Automation in the Asset Management Industry: Time for a Reboot

Anthony Boakye-Mensah, Darren Chim

Automation is a hot topic within the asset management industry and has been for some time across the front, middle and back office. Our 2020 AM Digital Readiness Survey highlights that organisations are continuing to experiment with APIs, workflow tools, low-code process automation platforms and RPA in an effort to transform operating models, realise the cost savings, reduce risk and improve customer experience.



Right: Investment in Automation Technologies, Alpha FMC Digital Readiness Survey 2020

Industry experience with automation so far

Despite the continued interest in, and perceived benefits of, automation, there appears to have been limited practical success in adopting these technologies within asset management. This is particularly clear when compared to other financial services industries such as retail banking, investment banking, and insurance.

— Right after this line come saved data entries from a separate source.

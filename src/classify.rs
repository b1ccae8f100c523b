//! Threshold classification of download speeds.
//!
//! Classification is a pure function of the measured download speed and the
//! configured [`Thresholds`]. Threshold ordering is validated once at startup
//! (see [`crate::config::Config::validate`]) and never re-checked here.

use serde::Deserialize;

use crate::model::QualityTier;

/// Download speed thresholds in Mbps.
///
/// Must satisfy `very_low < low < medium < good`.
#[derive(Debug, Clone, Copy, PartialEq, Deserialize)]
#[serde(default)]
pub struct Thresholds {
    pub very_low: f64,
    pub low: f64,
    pub medium: f64,
    pub good: f64,
}

impl Default for Thresholds {
    fn default() -> Self {
        Self {
            very_low: 50.0,
            low: 200.0,
            medium: 500.0,
            good: 1000.0,
        }
    }
}

impl Thresholds {
    /// True when every threshold is positive and they are strictly ascending.
    pub fn is_strictly_ascending(&self) -> bool {
        self.very_low > 0.0
            && self.very_low < self.low
            && self.low < self.medium
            && self.medium < self.good
    }
}

/// Qualitative tier of a single measurement.
#[derive(Debug, Clone, Copy, PartialEq, Eq, Hash)]
pub enum SpeedTier {
    VeryLow,
    Low,
    Normal,
    Good,
    Excellent,
    Failed,
}

impl SpeedTier {
    /// Tier reported to the master for this measurement.
    pub fn quality_tier(self) -> QualityTier {
        match self {
            SpeedTier::Excellent => QualityTier::Excellent,
            SpeedTier::Good | SpeedTier::Normal => QualityTier::Good,
            SpeedTier::Low | SpeedTier::VeryLow => QualityTier::Degraded,
            SpeedTier::Failed => QualityTier::Failed,
        }
    }

    /// Localization key of the tier's label.
    pub fn label_key(self) -> &'static str {
        match self {
            SpeedTier::VeryLow => "status_very_low",
            SpeedTier::Low => "status_low",
            SpeedTier::Normal => "status_normal",
            SpeedTier::Good => "status_good",
            SpeedTier::Excellent => "status_excellent",
            SpeedTier::Failed => "status_failed",
        }
    }

    pub fn emoji(self) -> &'static str {
        match self {
            SpeedTier::VeryLow => "🚨❌",
            SpeedTier::Low => "⚠️🐌",
            SpeedTier::Normal => "✅🚗",
            SpeedTier::Good => "👍🛜",
            SpeedTier::Excellent => "🚀⚡",
            SpeedTier::Failed => "❌",
        }
    }
}

/// Classify a successful measurement by its download speed.
///
/// Comparisons are strict: a speed exactly on a threshold belongs to the
/// higher tier.
pub fn classify(download_mbps: f64, thresholds: &Thresholds) -> SpeedTier {
    if download_mbps < thresholds.very_low {
        SpeedTier::VeryLow
    } else if download_mbps < thresholds.low {
        SpeedTier::Low
    } else if download_mbps < thresholds.medium {
        SpeedTier::Normal
    } else if download_mbps < thresholds.good {
        SpeedTier::Good
    } else {
        SpeedTier::Excellent
    }
}

/// Classify a measurement attempt. Failure wins over any threshold.
pub fn classify_outcome(success: bool, download_mbps: f64, thresholds: &Thresholds) -> SpeedTier {
    if success {
        classify(download_mbps, thresholds)
    } else {
        SpeedTier::Failed
    }
}

#[cfg(test)]
mod tests {
    use super::*;

    #[test]
    fn test_classify_tiers() {
        let t = Thresholds::default();
        assert_eq!(classify(10.0, &t), SpeedTier::VeryLow);
        assert_eq!(classify(100.0, &t), SpeedTier::Low);
        assert_eq!(classify(300.0, &t), SpeedTier::Normal);
        assert_eq!(classify(800.0, &t), SpeedTier::Good);
        assert_eq!(classify(1500.0, &t), SpeedTier::Excellent);
    }

    #[test]
    fn test_classify_boundaries_go_up() {
        let t = Thresholds::default();
        assert_eq!(classify(0.0, &t), SpeedTier::VeryLow);
        assert_eq!(classify(49.99, &t), SpeedTier::VeryLow);
        assert_eq!(classify(50.0, &t), SpeedTier::Low);
        assert_eq!(classify(200.0, &t), SpeedTier::Normal);
        assert_eq!(classify(500.0, &t), SpeedTier::Good);
        assert_eq!(classify(1000.0, &t), SpeedTier::Excellent);
    }

    #[test]
    fn test_failure_takes_precedence() {
        let t = Thresholds::default();
        assert_eq!(classify_outcome(false, 5000.0, &t), SpeedTier::Failed);
        assert_eq!(classify_outcome(true, 5000.0, &t), SpeedTier::Excellent);
    }

    #[test]
    fn test_classify_is_pure() {
        let t = Thresholds {
            very_low: 1.0,
            low: 2.0,
            medium: 3.0,
            good: 4.0,
        };
        for x in [0.0, 0.5, 1.0, 2.5, 3.0, 3.99, 4.0, 1e9] {
            assert_eq!(classify(x, &t), classify(x, &t));
        }
    }

    #[test]
    fn test_quality_tier_mapping() {
        assert_eq!(SpeedTier::Excellent.quality_tier(), QualityTier::Excellent);
        assert_eq!(SpeedTier::Good.quality_tier(), QualityTier::Good);
        assert_eq!(SpeedTier::Normal.quality_tier(), QualityTier::Good);
        assert_eq!(SpeedTier::Low.quality_tier(), QualityTier::Degraded);
        assert_eq!(SpeedTier::VeryLow.quality_tier(), QualityTier::Degraded);
        assert_eq!(SpeedTier::Failed.quality_tier(), QualityTier::Failed);
    }

    #[test]
    fn test_threshold_ordering() {
        assert!(Thresholds::default().is_strictly_ascending());

        let flat = Thresholds {
            low: 50.0,
            ..Thresholds::default()
        };
        assert!(!flat.is_strictly_ascending());

        let negative = Thresholds {
            very_low: -1.0,
            ..Thresholds::default()
        };
        assert!(!negative.is_strictly_ascending());
    }
}
//! Text rendering of reports for Telegram.
//!
//! # Overview
//!
//! All output is Telegram HTML. Text that comes from nodes or configuration
//! (names, ISP strings, error messages) goes through [`escape_html`] first.
//!
//! - [`render_compact`]: one line per node.
//! - [`render_detailed`]: a block per node with server, ISP and OS.
//! - [`render_single`]: a single-mode measurement of this host.
//!
//! Labels come from per-language tables with identical key sets. A key that
//! is missing from a table renders as the key itself.

use std::fmt::Write as _;

use chrono::{DateTime, Utc};
use serde::{Deserialize, Serialize};

use crate::classify::SpeedTier;
use crate::model::{AggregatedReport, DerivedStatus, NodeAggregatedStatus, QualityTier};
use crate::speedtest::SpeedtestOutcome;
use crate::sysinfo::HostInfo;

/// Report language.
#[derive(Debug, Clone, Copy, PartialEq, Eq, Hash, Default, Serialize, Deserialize)]
#[serde(rename_all = "lowercase")]
pub enum Language {
    #[default]
    En,
    Ru,
}

impl Language {
    pub const ALL: [Language; 2] = [Language::En, Language::Ru];

    pub fn as_str(self) -> &'static str {
        match self {
            Language::En => "en",
            Language::Ru => "ru",
        }
    }

    pub fn parse(code: &str) -> Option<Self> {
        Self::ALL.into_iter().find(|lang| lang.as_str() == code)
    }

    fn labels(self) -> &'static [(&'static str, &'static str)] {
        match self {
            Language::En => EN,
            Language::Ru => RU,
        }
    }
}

/// Report layout.
#[derive(Debug, Clone, Copy, PartialEq, Eq, Hash, Default, Serialize, Deserialize)]
#[serde(rename_all = "lowercase")]
pub enum ViewMode {
    #[default]
    Compact,
    Detailed,
}

impl ViewMode {
    pub const ALL: [ViewMode; 2] = [ViewMode::Compact, ViewMode::Detailed];

    pub fn as_str(self) -> &'static str {
        match self {
            ViewMode::Compact => "compact",
            ViewMode::Detailed => "detailed",
        }
    }

    pub fn parse(code: &str) -> Option<Self> {
        Self::ALL.into_iter().find(|mode| mode.as_str() == code)
    }
}

const EN: &[(&str, &str)] = &[
    ("report_title", "📊 Internet Speed Report"),
    ("summary_header", "Summary"),
    ("no_nodes", "No nodes have reported yet"),
    ("download", "Download"),
    ("upload", "Upload"),
    ("ping", "Ping"),
    ("status", "Status"),
    ("test_server", "Test Server"),
    ("isp", "ISP"),
    ("os", "OS"),
    ("server", "Server"),
    ("desc", "Description"),
    ("id", "ID"),
    ("time", "Time"),
    ("results", "Results"),
    ("error", "Error"),
    ("unknown_error", "Unknown error"),
    ("offline", "No data"),
    ("ok", "Good"),
    ("degraded", "Degraded"),
    ("status_offline", "Offline"),
    ("last_hour", "last hour"),
    ("status_very_low", "Very Low"),
    ("status_low", "Low"),
    ("status_normal", "Normal"),
    ("status_good", "Good"),
    ("status_excellent", "Excellent"),
    ("status_failed", "Failed"),
    ("button_refresh", "🔄 Refresh"),
    ("button_compact", "Compact"),
    ("button_detailed", "Detailed"),
];

const RU: &[(&str, &str)] = &[
    ("report_title", "📊 Отчет о скорости интернета"),
    ("summary_header", "Итоги"),
    ("no_nodes", "Узлы еще не присылали отчетов"),
    ("download", "Загрузка"),
    ("upload", "Отдача"),
    ("ping", "Пинг"),
    ("status", "Статус"),
    ("test_server", "Тестовый сервер"),
    ("isp", "Провайдер"),
    ("os", "ОС"),
    ("server", "Сервер"),
    ("desc", "Описание"),
    ("id", "ID"),
    ("time", "Время"),
    ("results", "Результаты"),
    ("error", "Ошибка"),
    ("unknown_error", "Неизвестная ошибка"),
    ("offline", "Нет данных"),
    ("ok", "Хорошо"),
    ("degraded", "Просадка"),
    ("status_offline", "Офлайн"),
    ("last_hour", "последний час"),
    ("status_very_low", "Очень низко"),
    ("status_low", "Низко"),
    ("status_normal", "Нормально"),
    ("status_good", "Хорошо"),
    ("status_excellent", "Отлично"),
    ("status_failed", "Ошибка"),
    ("button_refresh", "🔄 Обновить"),
    ("button_compact", "Кратко"),
    ("button_detailed", "Подробно"),
];

/// Localized label for `key`, or `key` itself when it has no entry.
pub fn get_label(key: &str, language: Language) -> &str {
    language
        .labels()
        .iter()
        .find(|(k, _)| *k == key)
        .map_or(key, |(_, label)| *label)
}

/// Escape text for Telegram's HTML parse mode.
pub fn escape_html(text: &str) -> String {
    let mut escaped = String::with_capacity(text.len());
    for c in text.chars() {
        match c {
            '&' => escaped.push_str("&amp;"),
            '<' => escaped.push_str("&lt;"),
            '>' => escaped.push_str("&gt;"),
            '"' => escaped.push_str("&quot;"),
            other => escaped.push(other),
        }
    }
    escaped
}

/// "50.30 Mbps", or "1.50 Gbps" from 1000 Mbps up.
pub fn format_speed(mbps: f64) -> String {
    if mbps >= 1000.0 {
        format!("{:.2} Gbps", mbps / 1000.0)
    } else {
        format!("{mbps:.2} Mbps")
    }
}

pub fn format_ping(ms: f64) -> String {
    format!("{ms:.2} ms")
}

/// Render a report in the given layout.
pub fn render_report(report: &AggregatedReport, view: ViewMode, language: Language) -> String {
    match view {
        ViewMode::Compact => render_compact(report, language),
        ViewMode::Detailed => render_detailed(report, language),
    }
}

/// One line per node.
///
/// ```text
/// 🇫🇮 Helsinki — 940 / 610 Mbps, ping 3.1 ms — 🚀 Good
/// 🇩🇪 Frankfurt — No data 🔴
/// ```
pub fn render_compact(report: &AggregatedReport, language: Language) -> String {
    let mut lines = vec![title(language), String::new()];

    for node in &report.nodes {
        let name = node_heading(node);
        match online_measurement(node) {
            Some(m) => lines.push(format!(
                "{name} — {:.0} / {:.0} Mbps, ping {:.1} ms — {} {}",
                m.download_mbps,
                m.upload_mbps,
                m.ping_ms,
                tier_emoji(m.quality_tier),
                status_text(node.derived_status, language),
            )),
            None => lines.push(format!(
                "{name} — {} {}",
                get_label("offline", language),
                status_emoji(DerivedStatus::Offline)
            )),
        }
    }

    push_footer(&mut lines, report, language);
    lines.join("\n")
}

/// A block per node, separated by a rule.
pub fn render_detailed(report: &AggregatedReport, language: Language) -> String {
    let label = |key| get_label(key, language);
    let mut lines = vec![title(language), String::new()];

    for (i, node) in report.nodes.iter().enumerate() {
        if i > 0 {
            lines.extend([String::new(), "———".to_string(), String::new()]);
        }

        lines.push(format!("<b>{}</b>", node_heading(node)));

        let Some(m) = online_measurement(node) else {
            lines.push(format!(
                "{} {}",
                status_emoji(DerivedStatus::Offline),
                label("offline")
            ));
            continue;
        };

        if let Some(description) = m.description.as_deref().filter(|d| !d.is_empty()) {
            lines.push(format!("📝 {}", escape_html(description)));
        }
        lines.push(format!("⬇️ {}: {:.0} Mbps", label("download"), m.download_mbps));
        lines.push(format!("⬆️ {}: {:.0} Mbps", label("upload"), m.upload_mbps));
        lines.push(format!("📡 {}: {:.1} ms", label("ping"), m.ping_ms));
        lines.push(format!(
            "📈 {}: {} {}",
            label("status"),
            tier_emoji(m.quality_tier),
            status_text(node.derived_status, language)
        ));
        lines.push(String::new());
        lines.push(format!("🌐 {}: {}", label("test_server"), escape_html(&m.test_server)));
        lines.push(format!("🏢 {}: {}", label("isp"), escape_html(&m.isp)));
        lines.push(format!("💻 {}: {}", label("os"), escape_html(&m.os_info)));
    }

    push_footer(&mut lines, report, language);
    lines.join("\n")
}

/// Render a single-mode measurement of this host.
///
/// A failed measurement always uses the error layout, whatever `view` says.
pub fn render_single(
    outcome: &SpeedtestOutcome,
    tier: SpeedTier,
    host: &HostInfo,
    view: ViewMode,
    language: Language,
    at: DateTime<Utc>,
) -> String {
    let label = |key| get_label(key, language);
    let header = format!("<b>{}</b>", label("report_title"));
    let status = format!("{} {}", tier.emoji(), label(tier.label_key()));

    if outcome.success && view == ViewMode::Compact {
        return [
            header,
            format!(
                "⬇️ {} | ⬆️ {} | 📡 {}",
                format_speed(outcome.download_mbps),
                format_speed(outcome.upload_mbps),
                format_ping(outcome.ping_ms)
            ),
            status,
        ]
        .join("\n");
    }

    let mut lines = vec![header, String::new()];
    let mut server = escape_html(&host.name);
    if let Some(location) = &host.location {
        let _ = write!(server, " ({})", escape_html(location));
    }
    lines.push(format!("🖥 <b>{}:</b> {server}", label("server")));
    if !host.description.is_empty() {
        lines.push(format!(
            "📝 <b>{}:</b> {}",
            label("desc"),
            escape_html(&host.description)
        ));
    }
    lines.push(format!("🆔 <b>{}:</b> {}", label("id"), escape_html(&host.identifier)));
    lines.push(format!(
        "🕐 <b>{}:</b> {}",
        label("time"),
        at.format("%Y-%m-%d %H:%M:%S UTC")
    ));
    lines.push(String::new());

    if outcome.success {
        lines.push(format!("📶 <b>{}:</b>", label("results")));
        lines.push(format!(
            "⬇️ <b>{}:</b> {}",
            label("download"),
            format_speed(outcome.download_mbps)
        ));
        lines.push(format!(
            "⬆️ <b>{}:</b> {}",
            label("upload"),
            format_speed(outcome.upload_mbps)
        ));
        lines.push(format!("📡 <b>{}:</b> {}", label("ping"), format_ping(outcome.ping_ms)));
        lines.push(String::new());
        lines.push(format!("📈 <b>{}:</b> {status}", label("status")));
        lines.push(String::new());
        if !outcome.server_location.is_empty() {
            lines.push(format!(
                "🌐 <b>{}:</b> {}",
                label("test_server"),
                escape_html(&outcome.server_location)
            ));
        }
        if !outcome.isp.is_empty() {
            lines.push(format!("🏢 <b>{}:</b> {}", label("isp"), escape_html(&outcome.isp)));
        }
    } else {
        let error = outcome
            .error_message
            .as_deref()
            .unwrap_or_else(|| label("unknown_error"));
        lines.push(format!("❌ <b>{}:</b> {}", label("error"), escape_html(error)));
        lines.push(String::new());
    }

    lines.push(format!("💻 <b>{}:</b> {}", label("os"), escape_html(&host.os_label)));
    lines.join("\n")
}

fn title(language: Language) -> String {
    format!(
        "<b>{}</b> ({})",
        get_label("report_title", language),
        get_label("last_hour", language)
    )
}

fn push_footer(lines: &mut Vec<String>, report: &AggregatedReport, language: Language) {
    lines.push(String::new());
    if report.nodes.is_empty() {
        lines.push(get_label("no_nodes", language).to_string());
        return;
    }

    let counts = DerivedStatus::ALL
        .iter()
        .map(|&status| format!("{} {}", status_emoji(status), report.summary.count(status)))
        .collect::<Vec<_>>()
        .join(" · ");
    lines.push(format!("<b>{}:</b> {counts}", get_label("summary_header", language)));
}

fn node_heading(node: &NodeAggregatedStatus) -> String {
    let name = escape_html(node.meta.label());
    match node.meta.flag.as_deref() {
        Some(flag) if !flag.is_empty() => format!("{flag} {name}"),
        _ => name,
    }
}

fn online_measurement(node: &NodeAggregatedStatus) -> Option<&crate::model::SpeedtestResult> {
    node.last_measurement.as_ref().filter(|_| node.is_online)
}

fn status_text(status: DerivedStatus, language: Language) -> &'static str {
    let key = match status {
        DerivedStatus::Ok => "ok",
        DerivedStatus::Degraded => "degraded",
        DerivedStatus::Offline => "status_offline",
    };
    get_label(key, language)
}

fn status_emoji(status: DerivedStatus) -> &'static str {
    match status {
        DerivedStatus::Ok => "✅",
        DerivedStatus::Degraded => "⚠️",
        DerivedStatus::Offline => "🔴",
    }
}

fn tier_emoji(tier: QualityTier) -> &'static str {
    match tier {
        QualityTier::Excellent => "🚀",
        QualityTier::Good => "👍",
        QualityTier::Degraded => "⚠️",
        QualityTier::Failed => "❌",
        QualityTier::NoData | QualityTier::Unrecognized => "❓",
    }
}
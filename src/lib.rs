//! speedtest-monitor - internet link quality monitoring across many hosts.
//!
//! # Overview
//!
//! Nodes run a speedtest, classify the result against configured thresholds
//! and send it to a master. The master keeps the latest result per node,
//! derives per-node and fleet-wide status under a staleness timeout, and
//! publishes the aggregated report to Telegram chats on a schedule, on every
//! report, or on request.
//!
//! # API Endpoints (master)
//!
//! - `POST /api/v1/report` - Submit a node measurement
//! - `GET /api/v1/status` - Current aggregated report
//! - `GET /health` - Health check
//!
//! # Modules
//!
//! - [`classify`]: Speed thresholds and tiers
//! - [`store`]: Latest state per node
//! - [`aggregation`]: Status derivation and report building
//! - [`model`]: Measurements, wire payload and report types
//! - [`config`]: YAML configuration and validation
//! - [`api`]: HTTP handlers of the master
//! - [`master`]: Ingestion, scheduler and chat bot
//! - [`render`], [`notifier`], [`telegram`]: Report text and delivery
//! - [`prefs`]: Per-chat preferences in SQLite
//! - [`speedtest`], [`sysinfo`]: Local measurement and host details
//! - [`node`], [`single`]: Node and single mode cycles

pub mod aggregation;
pub mod api;
pub mod classify;
pub mod config;
pub mod master;
pub mod model;
pub mod node;
pub mod notifier;
pub mod prefs;
pub mod render;
pub mod single;
pub mod speedtest;
pub mod store;
pub mod sysinfo;
pub mod telegram;
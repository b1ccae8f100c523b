// Integration tests for the node's report client using wiremock.

use chrono::{TimeZone, Utc};
use secrecy::SecretString;
use serde_json::json;
use wiremock::matchers::{body_partial_json, header, method, path};
use wiremock::{Mock, MockServer, ResponseTemplate};

use speedtest_monitor::model::{QualityTier, SpeedtestResult};
use speedtest_monitor::node::NodeClient;

async fn setup() -> (MockServer, NodeClient) {
    let server = MockServer::start().await;
    let url = format!("{}/api/v1/report", server.uri());
    let client = NodeClient::new(&url, SecretString::from("node-secret".to_string())).unwrap();
    (server, client)
}

fn measurement() -> SpeedtestResult {
    SpeedtestResult {
        node_id: "fi-hel-1".to_string(),
        observed_at: Utc.with_ymd_and_hms(2024, 1, 15, 10, 30, 0).unwrap(),
        download_mbps: 120.5,
        upload_mbps: 40.0,
        ping_ms: 12.0,
        quality_tier: QualityTier::Degraded,
        test_server: "Telia (Helsinki)".to_string(),
        isp: "Hetzner".to_string(),
        os_info: "Linux 6.1.0".to_string(),
        description: Some("rack 4".to_string()),
    }
}

#[tokio::test]
async fn test_send_report() {
    let (server, client) = setup().await;

    Mock::given(method("POST"))
        .and(path("/api/v1/report"))
        .and(header("authorization", "Bearer node-secret"))
        .and(body_partial_json(json!({
            "node_id": "fi-hel-1",
            "timestamp": "2024-01-15T10:30:00Z",
            "download_mbps": 120.5,
            "status": "degraded",
            "test_server": "Telia (Helsinki)",
            "description": "rack 4",
        })))
        .respond_with(ResponseTemplate::new(200).set_body_string("OK"))
        .expect(1)
        .mount(&server)
        .await;

    client.send(&measurement()).await.unwrap();
}

#[tokio::test]
async fn test_rejected_report_is_error() {
    let (server, client) = setup().await;

    Mock::given(method("POST"))
        .and(path("/api/v1/report"))
        .respond_with(ResponseTemplate::new(401).set_body_string("Unauthorized"))
        .expect(1)
        .mount(&server)
        .await;

    let err = client.send(&measurement()).await.unwrap_err();
    let message = err.to_string();

    assert!(message.contains("401"));
    assert!(message.contains("Unauthorized"));
}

Specifically, we have observed that:

  1. Workflow tools have been known to complicate processes and increase turnaround time.
  2. Process automation is fragmented in most firms. It has been done in silos to solve discrete problems and therefore is not always aligned to a firm’s overall strategy

Whilst these limitations are not the experience for all organisations, they do provide insight into why industry adoption of automation technology is low.

The RPA revolution has not happened

Robotic Process Automation has not penetrated the asset management operating model as expected. Organisations that have conducted RPA proof-of-concepts have not moved to full implementations as results have not led to a compelling business case. ROI in RPA appears difficult to come by due to a low volume of repeatable processes within the operating model of asset managers.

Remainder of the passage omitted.